Without wishing to sound too arrogant – on the cusp of the millennium I predicted that the music scene in the next century would take a step back to its indie roots with a distinctly modern twist. Come 2004, my theory was right. Our music scene was dominated by fantastically polished electro-indie-pop music – with bands like The Killers, Franz Ferdinand and The Kaiser Chiefs rocking our airwaves.
But amongst all these common musicians came the most glamorous of glam-rock bands ever to be seen on this planet – they were the Scissor Sisters.
Their debut was a perfect selection of electronically fuelled camp disco rock tunes, with the likes of ‘Filthy/Gorgeous’ and ‘Laura’ leading the way in the singles chart. It was adventurous, naughty, fabulous – everything anyone could want from a band, and the album went on to be the biggest selling album of 2004 here in the UK as well as being the 9th biggest selling album of the decade and the 51st biggest selling album of all time, meanwhile selling a whooping 3.3 million copies worldwide. Just as a bitchy side note: artists to have sold more than 2 million albums in the UK in the 21st century include Scissor Sisters, Dido, James Blunt, Keane and Robbie Williams – better known as AMAZING, dull, shite, dull and yawn.
A few years later, and they came mincing back on the scene with extra-camp “Ta-Dah!” – possibly the best album title ever – an album which shifted an equally amazing 3 million copies and was responsible for everyone’s favourite tune ‘I Don’t Feel Like Dancing’ – a song which went on to spend over half a year flouncing around the UK singles chart and was co-written by one Sir Elton John.
So far, so good. Hell! So far, so bloody fabulous! Scissor Sisters stood out amongst a crowd of drab Indie acts and weak pop songstrels as a powerful force not be reckoned with; with two massive albums and a string of singles better than tea and scones at your granny’s house!
Let’s quickly stop, actually, and note this: The reasons Scissor Sisters are amazing:
- Honky Tonk Pianos.
- Falsetto vs. Bass Vocals.
- Danceable Tunes vs. Heartrenching Songs
- Innuendos Ahoy!
- “RUB IT!”
- Elton John collaborations.
- New York Gay Underground Nightclub Scene.
- Babydaddy.
- The Pure Campness.
Imagine, then, the excitement, the anticipation, the expectation surrounding their third album, “Night Work”.
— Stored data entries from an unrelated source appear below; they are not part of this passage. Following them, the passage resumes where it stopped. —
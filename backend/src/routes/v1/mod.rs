/// Image listing and upload endpoints
pub mod images;

use aide::axum::{routing::get, ApiRouter};

/// Creates the v1 JSON API router
pub fn handler() -> ApiRouter {
    ApiRouter::new().api_route(
        "/v1/images",
        get(images::list_images).post(images::upload_image),
    )
}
It’s not very good at all.
The problem is, it’s just not very Scissor Sisters. It’s not amazing. It’s not glamour. It’s barely camp!
If we were to personify their debut, it would be ‘poppers on the dancefloor of a fabulous gaybar with friends, Elton John blasting on the speaker and a glass of gin in your hand’. If we were to personify this album, it would be ‘coke with a stranger under a flickering broken tube-light of a drab gaybar’s graffitied toilet cubicle with Pet Shop Boys’. That’s a radical change.
I see what they’ve tried to do, which is to captivate an electro-rocky-80′s sound, but it just falls flat on its face. If the album were full on Eurythmics-style songs mixed with the ‘Sisters ever fantastic lyrics, the album would be an utter win. However, it’s not. The album sounds industrial, uninspired and tedious – one song runs into another sounding pretty similar to the one before.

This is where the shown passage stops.